The Centre for the Promotion of Private Enterprise (CPPE) has backed the Central Bank of Nigeria’s (CBN) decision to hold all key monetary policy parameters at the 305th meeting of the Monetary Policy Committee [MPC], stating that the decision reflects a pragmatic, measured and increasingly understanding of the inflation dynamics currently confronting the Nigerian economy.

The MPC had retained the Monetary Policy Rate [MPR] at 26.5 percent, maintained the asymmetric corridor around the MPR, retained the Cash Reserve Ratio [CRR] at 15 percent for merchant banks, 45 percent for deposit money banks and 75 percent for non-TSA deposits.

Muda Yusuf, Chief Executive Officer, CPPE, in a policy brief on Wednesday said that at time of heightened global uncertainty and mounting geopolitical tensions, the decision of the MPC sends a powerful signal of policy maturity, strategic restraint and confidence in the direction of macroeconomic management.

Yusuf explained that the current inflationary pressures are substantially structural and externally induced, adding that inflation at this time is being driven more by supply-side disruptions than by excess domestic demand.

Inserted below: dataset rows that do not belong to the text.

//! Column declaration entity model

use sea_orm::ActiveModelBehavior;
use sea_orm::entity::prelude::*;
use sea_orm::prelude::DateTimeWithTimeZone;
use uuid::Uuid;

/// Declared column of a table configuration
#[derive(Clone, Debug, PartialEq, Eq, DeriveEntityModel)]
#[sea_orm(table_name = "table_columns")]
pub struct Model {
    #[sea_orm(primary_key, auto_increment = false)]
    pub id: Uuid,

    /// Owning table configuration
    pub table_config_id: Uuid,

    /// Column name as returned by the source API, unique per configuration
    pub column_name: String,

    /// Declared data type (`string`, `integer`, `date`, ...); open-ended
    pub data_type: String,

    /// Included in sync requests when true
    pub active: bool,

    /// Part of the row identity
    pub is_primary_key: bool,

    /// Declaration order
    pub position: i32,

    pub created_at: DateTimeWithTimeZone,

    pub updated_at: DateTimeWithTimeZone,
}

#[derive(Copy, Clone, Debug, EnumIter, DeriveRelation)]
pub enum Relation {
    #[sea_orm(
        belongs_to = "super::table_config::Entity",
        from = "Column::TableConfigId",
        to = "super::table_config::Column::Id",
        on_delete = "Cascade"
    )]
    TableConfig,
}

impl Related<super::table_config::Entity> for Entity {
    fn to() -> RelationDef {
        Relation::TableConfig.def()
    }
}

impl ActiveModelBehavior for ActiveModel {}
//! # API Handlers
//!
//! HTTP endpoint handlers for the sync console: connections, table
//! configurations and their columns, sync runs, PDS metadata and vector
//! collection browsing.

pub mod connections;
pub mod metadata;
pub mod sync;
pub mod table_configs;
pub mod vectors;

use crate::models::ServiceInfo;
use crate::server::AppState;
use axum::{extract::State, http::StatusCode, response::Json};
use serde::{Deserialize, Serialize};
use utoipa::ToSchema;

/// Root handler that returns basic service information
#[utoipa::path(
    get,
    path = "/",
    responses(
        (status = 200, description = "Service information", body = ServiceInfo)
    ),
    tag = "root"
)]
pub async fn root() -> Json<ServiceInfo> {
    Json(ServiceInfo::default())
}

/// Health probe result
#[derive(Debug, Serialize, Deserialize, ToSchema)]
pub struct HealthStatus {
    #[schema(example = "ok")]
    pub status: String,
    #[schema(example = "ok")]
    pub database: String,
}

/// Reports whether the configuration database answers queries
#[utoipa::path(
    get,
    path = "/healthz",
    responses(
        (status = 200, description = "Service healthy", body = HealthStatus),
        (status = 503, description = "Database unreachable", body = HealthStatus)
    ),
    tag = "root"
)]
pub async fn healthz(State(state): State<AppState>) -> (StatusCode, Json<HealthStatus>) {
    match crate::db::ping(&state.db).await {
        Ok(()) => (
            StatusCode::OK,
            Json(HealthStatus {
                status: "ok".to_string(),
                database: "ok".to_string(),
            }),
        ),
        Err(err) => {
            tracing::warn!(error = %err, "Health check failed");
            (
                StatusCode::SERVICE_UNAVAILABLE,
                Json(HealthStatus {
                    status: "degraded".to_string(),
                    database: "unreachable".to_string(),
                }),
            )
        }
    }
}

#[cfg(test)]
mod tests;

The intensifying geopolitical tensions involving Iran, Israel and the United States, according to Yusuf have triggered fresh volatility in the global energy market, pushing up crude oil prices and transmitting severe cost pressures into domestic energy prices, transportation, logistics and manufacturing operations.

“Monetary policy is a powerful stabilisation instrument, but it cannot repair supply chains, resolve geopolitical conflicts or eliminate structural bottlenecks in production and distribution. Attempting to force down structural inflation solely through aggressive monetary tightening would amount to applying a monetary solution to a structural problem.

“The decision to hold rates therefore demonstrates a commendable recognition that excessive tightening at this stage could suffocate productivity, weaken industrial recovery, constrain investment appetite and undermine employment generation.

“Economies do not grow on the strength of high interest rates; they grow on the strength of productivity, enterprise, investment confidence and policy coherence. The CPPE particularly commends the Central Bank for the increasingly disciplined management of the monetary policy architecture and the relative stability achieved in the foreign exchange market over recent months,” he said.

Yusuf further noted that exchange rate stability has become one of the most important anchors of macroeconomic confidence in the economy, emphasizing that a stable currency environment improves investor sentiment, moderates imported inflation, enhances planning predictability and reduces speculative distortions within the market.

For him, the recent policy direction of the Central Bank reflects a transition from crisis management to confidence management, a development which he said is critical for restoring macroeconomic credibility and rebuilding investor trust in the Nigerian economy.

“We also commend the fiscal authorities for the renewed commitment to fiscal consolidation and improved revenue performance. The sustainability of macroeconomic stability ultimately depends on the quality of fiscal discipline. Rising revenues should translate into lower fiscal deficits, reduced dependence on debt financing and stronger fiscal buffers.

The CPPE further applauds implementation of the banking sector recapitalisation program, describing it as seamless and non-disruptive.

It stressed that notably, the exercise has not triggered systemic anxiety, depositor panic, bank failures or significant erosion of shareholder confidence. This, it says demonstrates regulatory maturity, improved supervisory capacity and careful management of transition risks by the Central Bank.

“The recapitalisation programme is not merely a banking reform exercise; it is fundamentally a strategy for building a stronger financial intermediation framework capable of supporting long-term industrialisation, infrastructure financing and economic transformation. Strong economies are built on strong financial systems.

“However, for the few banks still dealing with recapitalisation-related transitional issues, it is imperative for the Central Bank to sustain clear communication and continuous reassurance to preserve depositors’ confidence in those banks and overall financial system stability. Confidence remains the oxygen of the financial system.

“Ultimately, the outcome of the 305th MPC meeting reflects a balanced and intelligent policy calibration — one that appropriately recognises that the ultimate objective of macroeconomic management is not merely to tame inflation statistics, but to create an environment that supports investment, productivity, competitiveness, industrialisation and sustainable job creation,” Yusuf added.